3) Scallion Granary, Scallion, RM of Wallace-Woodworth

On an abandoned farmyard northwest of Virden stands one of only two surviving examples in Manitoba of a stone building for the storage of grain. Measuring 32 feet by 40 feet, the squat, one-storey granary was built in 1893 by bachelor brothers James William Scallion and Thomas B. Scallion. It stood near two other stone farm buildings and a two-storey stone farmhouse.

The granary was immense by standards of the time, being able to hold 12,000 bushels of grain, with electric machinery to load and unload it. Within 500 yards of the granary, there was a siding on the Canadian Pacific Railway line that passed through the Scallion property. A loading platform on that siding permitted the Scallions to load their grain into railway cars for shipment without having to patronize a commercial elevator. This independence probably had an influence on James Scallion’s views about farming and the rights of farmers. He would be involved actively in the cooperative movement among Manitoba farmers, serving as the first President of the United Farmers of Manitoba and a founder of the Progressive Party of Manitoba.

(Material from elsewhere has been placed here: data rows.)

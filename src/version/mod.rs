//! Version extraction and range checking.
//!
//! # Modules
//!
//! - [`extract`] - Pull a version token out of command output
//! - [`compare`] - Dotted-segment ordering and inclusive range checks
//!
//! # Example
//!
//! ```
//! use regex::Regex;
//! use toolprobe::version::{check_version_in_range, extract_version, RangeCheck};
//!
//! let pattern = Regex::new(r"version (\d+\.\d+\.\d+)").unwrap();
//! let version = extract_version(&pattern, "Tool, version 3.2.1\n");
//! assert_eq!(version.as_deref(), Some("3.2.1"));
//!
//! let result = check_version_in_range(Some("3.0.0"), Some("3.5.0"), version.as_deref());
//! assert_eq!(result, RangeCheck::InRange);
//! ```

pub mod compare;
pub mod extract;

pub use compare::{check_version_in_range, compare_versions, RangeCheck};
pub use extract::{extract_version, split_command_lines};
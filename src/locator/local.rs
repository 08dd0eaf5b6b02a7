//! The machine this process runs on.

use std::fs;
use std::io;
use std::path::{Path, PathBuf};
use std::process::{Command, Stdio};

use super::machine::{
    normalize_lexically, CommandOutput, DirEntry, EntryKind, ExecutableConvention, Machine,
};

/// Local filesystem and process execution.
#[derive(Debug, Clone, Default)]
pub struct LocalMachine {
    base_dir: Option<PathBuf>,
    convention: Option<ExecutableConvention>,
}

impl LocalMachine {
    /// Create a local machine that resolves relative paths against the
    /// current working directory.
    pub fn new() -> Self {
        Self::default()
    }

    /// Create a local machine that resolves relative paths against `base_dir`.
    pub fn with_base_dir(base_dir: &Path) -> Self {
        Self {
            base_dir: Some(base_dir.to_path_buf()),
            convention: None,
        }
    }

    /// Override the naming convention of the host OS.
    pub fn with_convention(mut self, convention: ExecutableConvention) -> Self {
        self.convention = Some(convention);
        self
    }
}

impl Machine for LocalMachine {
    fn describe(&self) -> String {
        "local".to_string()
    }

    fn convention(&self) -> ExecutableConvention {
        self.convention.unwrap_or_else(ExecutableConvention::host)
    }

    fn absolutize(&self, path: &Path) -> io::Result<PathBuf> {
        let absolute = match &self.base_dir {
            Some(base) if path.is_relative() => std::path::absolute(base.join(path))?,
            _ => std::path::absolute(path)?,
        };
        Ok(normalize_lexically(&absolute))
    }

    fn read_dir(&self, dir: &Path) -> io::Result<Vec<DirEntry>> {
        let mut entries = Vec::new();
        for entry in fs::read_dir(dir)? {
            let entry = entry?;
            let file_type = entry.file_type()?;
            let kind = if file_type.is_symlink() {
                EntryKind::Symlink
            } else if file_type.is_dir() {
                EntryKind::Dir
            } else if file_type.is_file() {
                EntryKind::File
            } else {
                EntryKind::Other
            };
            entries.push(DirEntry::new(entry.file_name(), kind));
        }
        Ok(entries)
    }

    fn is_dir(&self, path: &Path) -> io::Result<bool> {
        Ok(path.is_dir())
    }

    fn is_file(&self, path: &Path) -> io::Result<bool> {
        Ok(path.is_file())
    }

    fn run(&self, cwd: &Path, argv: &[String]) -> io::Result<CommandOutput> {
        let Some((program, args)) = argv.split_first() else {
            return Err(io::Error::new(
                io::ErrorKind::InvalidInput,
                "empty command line",
            ));
        };

        let output = Command::new(program)
            .args(args)
            .current_dir(cwd)
            .stdin(Stdio::null())
            .stdout(Stdio::piped())
            .stderr(Stdio::piped())
            .output()?;

        Ok(CommandOutput {
            status: output.status.code(),
            stdout: output.stdout,
            stderr: output.stderr,
        })
    }
}
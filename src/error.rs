//! Error types for toolprobe operations.
//!
//! This module defines [`ToolprobeError`], the primary error type used
//! throughout the crate, and a [`Result`] type alias for convenience.
//!
//! # Error Handling Strategy
//!
//! - Every probe failure is terminal and surfaces as a distinct variant
//! - Variants carry enough context to render a diagnostic without re-probing
//! - Use `anyhow::Error` (via `ToolprobeError::Other`) for unexpected errors

use std::path::PathBuf;

use serde::Serialize;
use thiserror::Error;

use crate::version::RangeCheck;

/// Core error type for toolprobe operations.
#[derive(Debug, Error)]
pub enum ToolprobeError {
    /// No matching executable exists under the search root.
    #[error("Executable '{executable}' not found under {search_root}")]
    NotFound {
        executable: String,
        search_root: PathBuf,
    },

    /// The filesystem layout is not what a tool installation can look like.
    #[error("Unexpected filesystem layout at {path}: {message}")]
    StructuralError { path: PathBuf, message: String },

    /// The version command could not be launched or the channel failed.
    #[error("Version command for '{tool}' could not be run ({command}): {message}")]
    ProbeExecutionError {
        tool: String,
        command: String,
        message: String,
    },

    /// The installed version falls outside the configured range.
    #[error(
        "Tool '{tool}' in {home} has version {} which is {}; accepted range is {} to {}",
        .version.as_deref().unwrap_or("(unparsed)"),
        describe_comparison(.comparison),
        .min.as_deref().unwrap_or("(none)"),
        .max.as_deref().unwrap_or("(none)")
    )]
    VersionOutOfRange {
        tool: String,
        home: PathBuf,
        version: Option<String>,
        min: Option<String>,
        max: Option<String>,
        comparison: RangeCheck,
    },

    /// A probe request is inconsistent and was rejected at construction.
    #[error("Invalid probe request for '{tool}': {message}")]
    InvalidRequest { tool: String, message: String },

    /// Configuration file not found at expected location.
    #[error("Configuration not found: {path}")]
    ConfigNotFound { path: PathBuf },

    /// Failed to parse configuration file.
    #[error("Failed to parse config at {path}: {message}")]
    ConfigParseError { path: PathBuf, message: String },

    /// Invalid configuration structure or values.
    #[error("Invalid configuration: {message}")]
    ConfigValidationError { message: String },

    /// Requested tool has no entry in the configuration.
    #[error("Unknown tool: {name}")]
    UnknownTool { name: String },

    /// IO error wrapper.
    #[error("IO error: {0}")]
    Io(#[from] std::io::Error),

    /// Generic wrapped error for anyhow interop.
    #[error(transparent)]
    Other(#[from] anyhow::Error),
}

/// Coarse classification of a failure, used in machine-readable reports.
#[derive(Debug, Clone, Copy, PartialEq, Eq, Serialize)]
#[serde(rename_all = "snake_case")]
pub enum FailureKind {
    NotFound,
    StructuralError,
    ProbeExecutionError,
    VersionOutOfRange,
    InvalidRequest,
    Configuration,
    Io,
}

impl ToolprobeError {
    /// Classify this error.
    pub fn kind(&self) -> FailureKind {
        match self {
            Self::NotFound { .. } => FailureKind::NotFound,
            Self::StructuralError { .. } => FailureKind::StructuralError,
            Self::ProbeExecutionError { .. } => FailureKind::ProbeExecutionError,
            Self::VersionOutOfRange { .. } => FailureKind::VersionOutOfRange,
            Self::InvalidRequest { .. } => FailureKind::InvalidRequest,
            Self::ConfigNotFound { .. }
            | Self::ConfigParseError { .. }
            | Self::ConfigValidationError { .. }
            | Self::UnknownTool { .. } => FailureKind::Configuration,
            Self::Io(_) | Self::Other(_) => FailureKind::Io,
        }
    }
}

fn describe_comparison(comparison: &RangeCheck) -> &'static str {
    match comparison {
        RangeCheck::BelowMin => "below the minimum",
        RangeCheck::AboveMax => "above the maximum",
        RangeCheck::InRange => "in range",
        RangeCheck::NotEvaluated => "not evaluated",
    }
}

/// Result type alias for toolprobe operations.
pub type Result<T> = std::result::Result<T, ToolprobeError>;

With the passage of time, the two neighbouring stone buildings are gone. The farmhouse is in precarious condition, its northern wall having fallen away to reveal the rooms inside. However, the granary is in remarkably good shape and its uniqueness and connection to a noteworthy Manitoban argues that it should survive. However, with the growing demand for large expanses of land for efficient agriculture, it is feared that this reminder of early methods of on-farm grain storage will be lost.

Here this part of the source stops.